ACTIVITY:
Take the lines from the beginning of the data below through the line holding "use std::path::Path;" and return exactly those.

DATA TO USE:
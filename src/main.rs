//! staffdir - Main entry point
//!
//! Launches the interactive directory, or runs one of the headless
//! commands (`list`, `validate`).

use anyhow::{Context, Result};
use crossterm::terminal::{EnterAlternateScreen, LeaveAlternateScreen, disable_raw_mode, enable_raw_mode};
use ratatui::{Terminal, backend::CrosstermBackend};
use std::fs::File;
use std::io::stdout;
use std::path::Path;
use std::sync::Mutex;
use tracing::{debug, error, info};
use tracing_subscriber::EnvFilter;

use staffdir::cli::{Cli, Commands, ListArgs};
use staffdir::engine::{Directory, FilterCriteria, ViewState};
use staffdir::routes::{DIRECTORY_PATH, Route};
use staffdir::seed::{SeedFile, sample_employees};
use staffdir::{App, Employee};

/// Initialize tracing. `RUST_LOG` overrides `default_level`.
fn init_tracing(log_file: Option<&Path>, default_level: &str) -> Result<()> {
    let filter = EnvFilter::try_from_default_env().unwrap_or_else(|_| EnvFilter::new(default_level));
    let builder = tracing_subscriber::fmt().with_env_filter(filter).with_target(false);

    match log_file {
        Some(path) => {
            let file = File::create(path)
                .with_context(|| format!("Failed to create log file {}", path.display()))?;
            builder.with_ansi(false).with_writer(Mutex::new(file)).init();
        }
        None => builder.with_writer(std::io::stderr).init(),
    }
    Ok(())
}

/// Main application entry point
fn main() -> Result<()> {
    let cli = Cli::parse_args();

    // The TUI owns the screen, so it only logs warnings unless redirected
    let default_level = match cli.command {
        None | Some(Commands::Browse { .. }) => "warn",
        Some(_) => "info",
    };
    init_tracing(cli.log_file.as_deref(), default_level)?;
    debug!("CLI arguments parsed");

    match cli.command {
        Some(Commands::Validate { file }) => {
            info!(file = %file.display(), "Validating seed file");
            match SeedFile::load_from_file(&file).and_then(|seed| {
                seed.validate()?;
                Ok(seed)
            }) {
                Ok(seed) => {
                    println!(
                        "✓ Seed file is valid: {} ({} employees)",
                        file.display(),
                        seed.employees.len()
                    );
                }
                Err(e) => {
                    error!("Seed validation failed: {:#}", e);
                    eprintln!("✗ Seed validation failed: {:#}", e);
                    std::process::exit(1);
                }
            }
        }
        Some(Commands::List(args)) => {
            let directory = load_directory(cli.seed.as_deref())?;
            run_list(&directory, &args)?;
        }
        Some(Commands::Browse { path }) => {
            let directory = load_directory(cli.seed.as_deref())?;
            run_tui(directory, &path)?;
        }
        None => {
            let directory = load_directory(cli.seed.as_deref())?;
            run_tui(directory, DIRECTORY_PATH)?;
        }
    }

    Ok(())
}

/// Build the session directory from `--seed` or the built-in sample staff
fn load_directory(seed: Option<&Path>) -> Result<Directory> {
    let employees: Vec<Employee> = match seed {
        Some(path) => {
            let seed = SeedFile::load_from_file(path)?;
            seed.validate()
                .with_context(|| format!("Invalid seed file {}", path.display()))?;
            info!(path = %path.display(), count = seed.employees.len(), "Loaded seed file");
            seed.employees
        }
        None => sample_employees(),
    };
    Ok(Directory::new(employees)?)
}

/// Print one page of the directory
fn run_list(directory: &Directory, args: &ListArgs) -> Result<()> {
    let filters = FilterCriteria {
        first_name: args.first_name.clone(),
        department: args
            .department
            .parse()
            .map_err(|_| anyhow::anyhow!("Unknown department '{}'", args.department))?,
        role: args
            .role
            .parse()
            .map_err(|_| anyhow::anyhow!("Unknown role '{}'", args.role))?,
    };

    let mut view = ViewState::new();
    view.set_search_term(args.search.as_str());
    view.set_filters(filters);
    view.set_sort_key(args.sort);
    view.set_page_size(args.page_size);
    let total = directory.view(&view).total_pages;
    view.go_to_page(args.page, total);

    let page = directory.view(&view);
    info!(visible = page.visible_count, page = page.current_page, "Listing directory");

    println!(
        "{:<5} {:<14} {:<14} {:<34} {:<12} {}",
        "ID", "First Name", "Last Name", "Email", "Department", "Role"
    );
    for employee in &page.items {
        println!(
            "{:<5} {:<14} {:<14} {:<34} {:<12} {}",
            employee.id,
            employee.first_name,
            employee.last_name,
            employee.email,
            employee.department,
            employee.role
        );
    }
    if page.items.is_empty() {
        println!("No employees found");
    }
    println!("Page {} of {}", page.current_page, page.total_pages);
    Ok(())
}

/// Run the interactive directory
fn run_tui(directory: Directory, path: &str) -> Result<()> {
    let route = Route::resolve(path);
    debug!("Initializing terminal for TUI mode");

    enable_raw_mode().context("Failed to enable raw mode")?;
    crossterm::execute!(stdout(), EnterAlternateScreen)
        .context("Failed to enter alternate screen")?;

    let backend = CrosstermBackend::new(stdout());
    let result = Terminal::new(backend)
        .context("Failed to create terminal")
        .and_then(|mut terminal| {
            let mut app = App::new(directory, route);
            app.run(&mut terminal).map_err(anyhow::Error::from)
        });

    // Always restore the terminal, even if the app failed
    let _ = disable_raw_mode();
    let _ = crossterm::execute!(stdout(), LeaveAlternateScreen);

    result
}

RESPONSE FOR THIS EXERCISE:
filename src/main.rs
//! staffdir - Main entry point
//!
//! Launches the interactive directory, or runs one of the headless
//! commands (`list`, `validate`).

use anyhow::{Context, Result};
use crossterm::terminal::{EnterAlternateScreen, LeaveAlternateScreen, disable_raw_mode, enable_raw_mode};
use ratatui::{Terminal, backend::CrosstermBackend};
use std::fs::File;
use std::io::stdout;
use std::path::Path;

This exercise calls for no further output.